O Estado de Exceção Permanente que visualizamos em alguns de seus tentáculos guarda sua primeira experiência na “revolução legal”, sob a égide do nazismo, e suas intensas manipulações anti-jurídicas ou de não-direito,promoveu um verdadeiro retrocesso no Estado de Direito Clássico e, por isso, iremos melhor compreendê-lo como Estado de (não)Direito. Em resumo, entenda-se aqui um Estado de Exceção que não só afrontou, mas que negou violentamente a estrutura-base do Estado de Direito, bem como qualquer princípio geral do direito e da Justiça. Como mero processo de negação e de exclusão, esse Estado de Exceção, como negação da Justiça, é o quadro legal que mais ameaça a “regularidade da vida social”. Hoje, o crime organizado é um Estado dentro do Estado e os criminosos sabem disso melhor do que nós - como diz Marcola: “Vou dar um toque, mesmo contra mim. Peguem os barões do pó! Tem deputado, senador, tem generais, tem até ex-presidentes do Paraguai nas paradas de cocaína e armas. Mas quem vai fazer isso? O Exército? Com que grana? Não tem dinheiro nem para o rancho dos recrutas.
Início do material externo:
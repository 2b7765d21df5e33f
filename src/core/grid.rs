//! The 5x5 waffle grid with its four fixed holes

use super::flat::{FLAT_LEN, FlatLetters};
use super::slot::{SLOT_COUNT, Slot, SlotAssignment};
use super::word::{WORD_LEN, Word};
use std::fmt;

/// Width and height of the grid
pub const GRID_SIZE: usize = 5;

/// Cells that never hold a letter, as (row, col)
pub const HOLES: [(usize, usize); 4] = [(1, 1), (1, 3), (3, 1), (3, 3)];

/// Marker used for holes in serialized and printed grids
pub const HOLE_MARKER: char = '#';

/// Whether (row, col) is one of the fixed holes
#[inline]
#[must_use]
pub const fn is_hole(row: usize, col: usize) -> bool {
    matches!((row, col), (1, 1) | (1, 3) | (3, 1) | (3, 3))
}

/// Letter cells in flat order: row-major, holes skipped
pub const LETTER_CELLS: [(usize, usize); FLAT_LEN] = letter_cells();

const fn letter_cells() -> [(usize, usize); FLAT_LEN] {
    let mut cells = [(0, 0); FLAT_LEN];
    let mut next = 0;
    let mut row = 0;
    while row < GRID_SIZE {
        let mut col = 0;
        while col < GRID_SIZE {
            if !is_hole(row, col) {
                cells[next] = (row, col);
                next += 1;
            }
            col += 1;
        }
        row += 1;
    }
    cells
}

/// A solved (or scrambled) waffle grid
///
/// Every letter cell holds a lowercase ASCII letter; hole cells are always empty.
#[derive(Debug, Clone, Copy, PartialEq, Eq, Hash)]
pub struct Grid {
    // Holes are stored as 0 and never exposed.
    cells: [[u8; GRID_SIZE]; GRID_SIZE],
}

/// Error type for grids that do not follow the hole mask
#[derive(Debug, Clone, PartialEq, Eq)]
pub enum GridError {
    WrongShape,
    LetterInHole { row: usize, col: usize },
    BadCell { row: usize, col: usize, cell: String },
}

impl fmt::Display for GridError {
    fn fmt(&self, f: &mut fmt::Formatter<'_>) -> fmt::Result {
        match self {
            Self::WrongShape => write!(f, "Grid must be {GRID_SIZE}x{GRID_SIZE}"),
            Self::LetterInHole { row, col } => {
                write!(f, "Cell ({row}, {col}) is a hole and must be '{HOLE_MARKER}'")
            }
            Self::BadCell { row, col, cell } => {
                write!(f, "Cell ({row}, {col}) must be a single letter, got {cell:?}")
            }
        }
    }
}

impl std::error::Error for GridError {}

impl Grid {
    /// Lay the six words of an assignment into their rows and columns
    ///
    /// Intersection cells are written twice; with a valid assignment both
    /// writes agree.
    #[must_use]
    pub fn from_assignment(assignment: &SlotAssignment) -> Self {
        let mut cells = [[0; GRID_SIZE]; GRID_SIZE];
        for slot in Slot::ALL {
            for (k, &letter) in assignment.word(slot).chars().iter().enumerate() {
                let (row, col) = slot.cell(k);
                cells[row][col] = letter;
            }
        }
        Self { cells }
    }

    /// Re-expand flat letters into a grid using the hole mask
    #[must_use]
    pub fn from_flat(flat: &FlatLetters) -> Self {
        let mut cells = [[0; GRID_SIZE]; GRID_SIZE];
        for (&letter, &(row, col)) in flat.as_bytes().iter().zip(LETTER_CELLS.iter()) {
            cells[row][col] = letter;
        }
        Self { cells }
    }

    /// Read the letter cells in flat order
    #[must_use]
    pub fn flatten(&self) -> FlatLetters {
        FlatLetters::from_letters(LETTER_CELLS.map(|(row, col)| self.cells[row][col]))
    }

    /// Letter at (row, col), or `None` for a hole
    ///
    /// # Panics
    /// Panics if row or col >= 5
    #[inline]
    #[must_use]
    pub const fn get(&self, row: usize, col: usize) -> Option<u8> {
        if is_hole(row, col) {
            None
        } else {
            Some(self.cells[row][col])
        }
    }

    /// Number of cells holding a letter
    #[must_use]
    pub fn letter_count(&self) -> usize {
        (0..GRID_SIZE)
            .flat_map(|row| (0..GRID_SIZE).map(move |col| (row, col)))
            .filter(|&(row, col)| self.get(row, col).is_some())
            .count()
    }

    /// Read the word running through a slot
    #[must_use]
    pub fn read_word(&self, slot: Slot) -> Option<Word> {
        let letters: String = (0..WORD_LEN)
            .map(|k| {
                let (row, col) = slot.cell(k);
                char::from(self.cells[row][col])
            })
            .collect();
        Word::new(letters).ok()
    }

    /// Read all six slot words back out of the grid
    #[must_use]
    pub fn assignment(&self) -> Option<SlotAssignment> {
        let mut words = Vec::with_capacity(SLOT_COUNT);
        for slot in Slot::ALL {
            words.push(self.read_word(slot)?);
        }
        let words: [Word; SLOT_COUNT] = words.try_into().ok()?;
        Some(SlotAssignment::new(words))
    }

    /// Rows as printable cells, holes rendered as [`HOLE_MARKER`]
    #[must_use]
    pub fn to_rows(&self) -> Vec<Vec<String>> {
        (0..GRID_SIZE)
            .map(|row| {
                (0..GRID_SIZE)
                    .map(|col| {
                        self.get(row, col)
                            .map_or(HOLE_MARKER, char::from)
                            .to_string()
                    })
                    .collect()
            })
            .collect()
    }

    /// Parse rows of single-character cells, with [`HOLE_MARKER`] in every hole
    ///
    /// # Errors
    /// Returns `GridError` if the shape is wrong, a hole holds a letter, or a
    /// letter cell is not a single ASCII letter.
    pub fn from_rows(rows: &[Vec<String>]) -> Result<Self, GridError> {
        if rows.len() != GRID_SIZE || rows.iter().any(|r| r.len() != GRID_SIZE) {
            return Err(GridError::WrongShape);
        }

        let mut cells = [[0; GRID_SIZE]; GRID_SIZE];
        for (row, line) in rows.iter().enumerate() {
            for (col, cell) in line.iter().enumerate() {
                if is_hole(row, col) {
                    if cell.chars().ne(std::iter::once(HOLE_MARKER)) {
                        return Err(GridError::LetterInHole { row, col });
                    }
                    continue;
                }
                match cell.as_bytes() {
                    [b] if b.is_ascii_alphabetic() => cells[row][col] = b.to_ascii_lowercase(),
                    _ => {
                        return Err(GridError::BadCell {
                            row,
                            col,
                            cell: cell.clone(),
                        });
                    }
                }
            }
        }
        Ok(Self { cells })
    }
}

impl fmt::Display for Grid {
    fn fmt(&self, f: &mut fmt::Formatter<'_>) -> fmt::Result {
        for row in 0..GRID_SIZE {
            let line: Vec<String> = (0..GRID_SIZE)
                .map(|col| {
                    self.get(row, col)
                        .map_or(HOLE_MARKER, |b| char::from(b.to_ascii_uppercase()))
                        .to_string()
                })
                .collect();
            writeln!(f, "{}", line.join(" "))?;
        }
        Ok(())
    }
}

impl serde::Serialize for Grid {
    fn serialize<S: serde::Serializer>(&self, serializer: S) -> Result<S::Ok, S::Error> {
        self.to_rows().serialize(serializer)
    }
}

impl<'de> serde::Deserialize<'de> for Grid {
    fn deserialize<D: serde::Deserializer<'de>>(deserializer: D) -> Result<Self, D::Error> {
        let rows = Vec::<Vec<String>>::deserialize(deserializer)?;
        Self::from_rows(&rows).map_err(serde::de::Error::custom)
    }
}
//! Command implementations

pub mod generate;
pub mod scramble;
pub mod show;

pub use generate::{GenerateOptions, GenerateResult, run_generate};
pub use scramble::{ScrambleOptions, ScrambleResult, run_scramble};
pub use show::load_records;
O Exército vai lutar contra o PCC e o CV? Estou lendo o Klausewitz, “Sobre a guerra”. Não há perspectiva de êxito… Nós somos formigas devoradoras, escondidas nas brechas… A gente já tem até foguete anti-tanques… Se bobear, vão rolar uns Stingers aí… Pra acabar com a gente, só jogando bomba atômica nas favelas… Aliás, a gente acaba arranjando também “umazinha”, daquelas bombas sujas mesmo. Já pensou? Ipanema radioativa?”. O crime organizado surgiu no Brasil como uma resposta ácida, irônica, debochada à negação e exclusão social. O crime organizado é filho direto da Lei de Segurança Nacional, nasceu em meio ao Estado de Sítio. Aliás, neste sentido há um paralelo possível com a globalização do terror, nascida do enfrentamento ao Império estadunidense. Quando Marcola cita Sun Tzu e Klausewitz não faz paródia, intelectualismo, a liderança do Mal cita a alma do crime politizado pela ditadura militar. No Brasil, o crime organizado nasceu da aplicação do anti-direito pelo Estado de Exceção aos que não admitiam ver a democracia ser abatida pela ditadura militar. A anomalia criada pela exceção ao direito justo nos legou a anomia social que nos ameaça enquanto sociedade organizada.